_Required work_. Every entry below is to be retyped exactly as it appears.

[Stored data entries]
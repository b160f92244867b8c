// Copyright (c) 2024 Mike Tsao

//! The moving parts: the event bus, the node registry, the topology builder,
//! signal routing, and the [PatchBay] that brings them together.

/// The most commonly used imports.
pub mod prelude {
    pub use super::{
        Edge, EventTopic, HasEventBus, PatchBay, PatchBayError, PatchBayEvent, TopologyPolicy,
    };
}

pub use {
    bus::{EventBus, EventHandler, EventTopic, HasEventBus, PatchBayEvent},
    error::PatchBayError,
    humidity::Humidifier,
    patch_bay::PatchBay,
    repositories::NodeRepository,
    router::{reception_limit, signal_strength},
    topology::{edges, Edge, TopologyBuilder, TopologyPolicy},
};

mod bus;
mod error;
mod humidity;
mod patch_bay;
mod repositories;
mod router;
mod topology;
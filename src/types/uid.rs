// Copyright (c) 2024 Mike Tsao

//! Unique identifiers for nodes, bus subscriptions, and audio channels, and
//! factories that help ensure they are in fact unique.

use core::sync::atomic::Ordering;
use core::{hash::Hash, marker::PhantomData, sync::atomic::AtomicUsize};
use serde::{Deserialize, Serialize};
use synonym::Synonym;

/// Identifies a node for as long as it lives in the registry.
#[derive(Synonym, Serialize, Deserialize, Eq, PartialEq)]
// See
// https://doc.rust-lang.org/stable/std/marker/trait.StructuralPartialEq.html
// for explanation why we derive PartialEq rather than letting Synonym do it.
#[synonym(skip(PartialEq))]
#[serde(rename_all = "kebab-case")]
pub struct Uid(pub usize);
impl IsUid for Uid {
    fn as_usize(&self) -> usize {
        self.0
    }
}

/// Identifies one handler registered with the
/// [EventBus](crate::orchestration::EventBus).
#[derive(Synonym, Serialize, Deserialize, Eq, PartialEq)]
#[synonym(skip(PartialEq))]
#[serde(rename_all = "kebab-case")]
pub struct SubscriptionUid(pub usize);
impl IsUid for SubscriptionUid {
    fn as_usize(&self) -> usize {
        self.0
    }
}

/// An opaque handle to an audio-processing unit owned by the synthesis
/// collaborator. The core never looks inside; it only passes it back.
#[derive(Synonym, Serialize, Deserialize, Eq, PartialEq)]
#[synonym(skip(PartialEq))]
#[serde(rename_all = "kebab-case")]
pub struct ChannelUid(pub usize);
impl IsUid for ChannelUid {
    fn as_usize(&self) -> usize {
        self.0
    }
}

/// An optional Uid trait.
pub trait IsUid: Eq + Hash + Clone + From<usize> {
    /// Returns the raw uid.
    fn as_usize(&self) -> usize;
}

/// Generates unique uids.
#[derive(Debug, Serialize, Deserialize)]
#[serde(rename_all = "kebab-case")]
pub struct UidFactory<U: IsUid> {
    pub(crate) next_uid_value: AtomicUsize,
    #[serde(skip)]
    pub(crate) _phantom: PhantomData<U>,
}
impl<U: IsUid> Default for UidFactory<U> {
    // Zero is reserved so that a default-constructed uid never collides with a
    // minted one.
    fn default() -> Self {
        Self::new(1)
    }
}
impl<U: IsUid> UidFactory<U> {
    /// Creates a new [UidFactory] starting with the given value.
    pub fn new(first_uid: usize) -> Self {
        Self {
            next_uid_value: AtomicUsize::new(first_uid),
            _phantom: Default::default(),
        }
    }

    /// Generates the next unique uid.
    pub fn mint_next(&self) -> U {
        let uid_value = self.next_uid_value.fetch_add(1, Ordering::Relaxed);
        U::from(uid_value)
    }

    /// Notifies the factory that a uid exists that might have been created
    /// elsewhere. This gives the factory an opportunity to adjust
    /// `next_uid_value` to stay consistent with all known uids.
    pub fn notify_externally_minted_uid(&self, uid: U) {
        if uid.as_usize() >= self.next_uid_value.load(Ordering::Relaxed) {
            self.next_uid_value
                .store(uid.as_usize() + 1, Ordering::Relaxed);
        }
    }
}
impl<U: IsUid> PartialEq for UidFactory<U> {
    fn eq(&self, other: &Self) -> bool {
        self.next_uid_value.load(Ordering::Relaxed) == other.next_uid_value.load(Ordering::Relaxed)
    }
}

_Solution to this task_.
repository b160f92244867b8c
// Copyright (c) 2024 Mike Tsao

//! The moving parts: the event bus, the node registry, the topology builder,
//! signal routing, and the [PatchBay] that brings them together.

/// The most commonly used imports.
pub mod prelude {
    pub use super::{
        Edge, EventTopic, HasEventBus, PatchBay, PatchBayError, PatchBayEvent, TopologyPolicy,
    };
}

pub use {
    bus::{EventBus, EventHandler, EventTopic, HasEventBus, PatchBayEvent},
    error::PatchBayError,
    humidity::Humidifier,
    patch_bay::PatchBay,
    repositories::NodeRepository,
    router::{reception_limit, signal_strength},
    topology::{edges, Edge, TopologyBuilder, TopologyPolicy},
};

mod bus;
mod error;
mod humidity;
mod patch_bay;
mod repositories;
mod router;
mod topology;
filename src/types/uid.rs
// Copyright (c) 2024 Mike Tsao

//! Unique identifiers for nodes, bus subscriptions, and audio channels, and
//! factories that help ensure they are in fact unique.

use core::sync::atomic::Ordering;
use core::{hash::Hash, marker::PhantomData, sync::atomic::AtomicUsize};
use serde::{Deserialize, Serialize};
use synonym::Synonym;

/// Identifies a node for as long as it lives in the registry.
#[derive(Synonym, Serialize, Deserialize, Eq, PartialEq)]
// See
// https://doc.rust-lang.org/stable/std/marker/trait.StructuralPartialEq.html
// for explanation why we derive PartialEq rather than letting Synonym do it.
#[synonym(skip(PartialEq))]
#[serde(rename_all = "kebab-case")]
pub struct Uid(pub usize);
impl IsUid for Uid {
    fn as_usize(&self) -> usize {
        self.0
    }
}

/// Identifies one handler registered with the
/// [EventBus](crate::orchestration::EventBus).
#[derive(Synonym, Serialize, Deserialize, Eq, PartialEq)]
#[synonym(skip(PartialEq))]
#[serde(rename_all = "kebab-case")]
pub struct SubscriptionUid(pub usize);
impl IsUid for SubscriptionUid {
    fn as_usize(&self) -> usize {
        self.0
    }
}

/// An opaque handle to an audio-processing unit owned by the synthesis
/// collaborator. The core never looks inside; it only passes it back.
#[derive(Synonym, Serialize, Deserialize, Eq, PartialEq)]
#[synonym(skip(PartialEq))]
#[serde(rename_all = "kebab-case")]
pub struct ChannelUid(pub usize);
impl IsUid for ChannelUid {
    fn as_usize(&self) -> usize {
        self.0
    }
}

/// An optional Uid trait.
pub trait IsUid: Eq + Hash + Clone + From<usize> {
    /// Returns the raw uid.
    fn as_usize(&self) -> usize;
}

/// Generates unique uids.
#[derive(Debug, Serialize, Deserialize)]
#[serde(rename_all = "kebab-case")]
pub struct UidFactory<U: IsUid> {
    pub(crate) next_uid_value: AtomicUsize,
    #[serde(skip)]
    pub(crate) _phantom: PhantomData<U>,
}
impl<U: IsUid> Default for UidFactory<U> {
    // Zero is reserved so that a default-constructed uid never collides with a
    // minted one.
    fn default() -> Self {
        Self::new(1)
    }
}
impl<U: IsUid> UidFactory<U> {
    /// Creates a new [UidFactory] starting with the given value.
    pub fn new(first_uid: usize) -> Self {
        Self {
            next_uid_value: AtomicUsize::new(first_uid),
            _phantom: Default::default(),
        }
    }

    /// Generates the next unique uid.
    pub fn mint_next(&self) -> U {
        let uid_value = self.next_uid_value.fetch_add(1, Ordering::Relaxed);
        U::from(uid_value)
    }

    /// Notifies the factory that a uid exists that might have been created
    /// elsewhere. This gives the factory an opportunity to adjust
    /// `next_uid_value` to stay consistent with all known uids.
    pub fn notify_externally_minted_uid(&self, uid: U) {
        if uid.as_usize() >= self.next_uid_value.load(Ordering::Relaxed) {
            self.next_uid_value
                .store(uid.as_usize() + 1, Ordering::Relaxed);
        }
    }
}
impl<U: IsUid> PartialEq for UidFactory<U> {
    fn eq(&self, other: &Self) -> bool {
        self.next_uid_value.load(Ordering::Relaxed) == other.next_uid_value.load(Ordering::Relaxed)
    }
}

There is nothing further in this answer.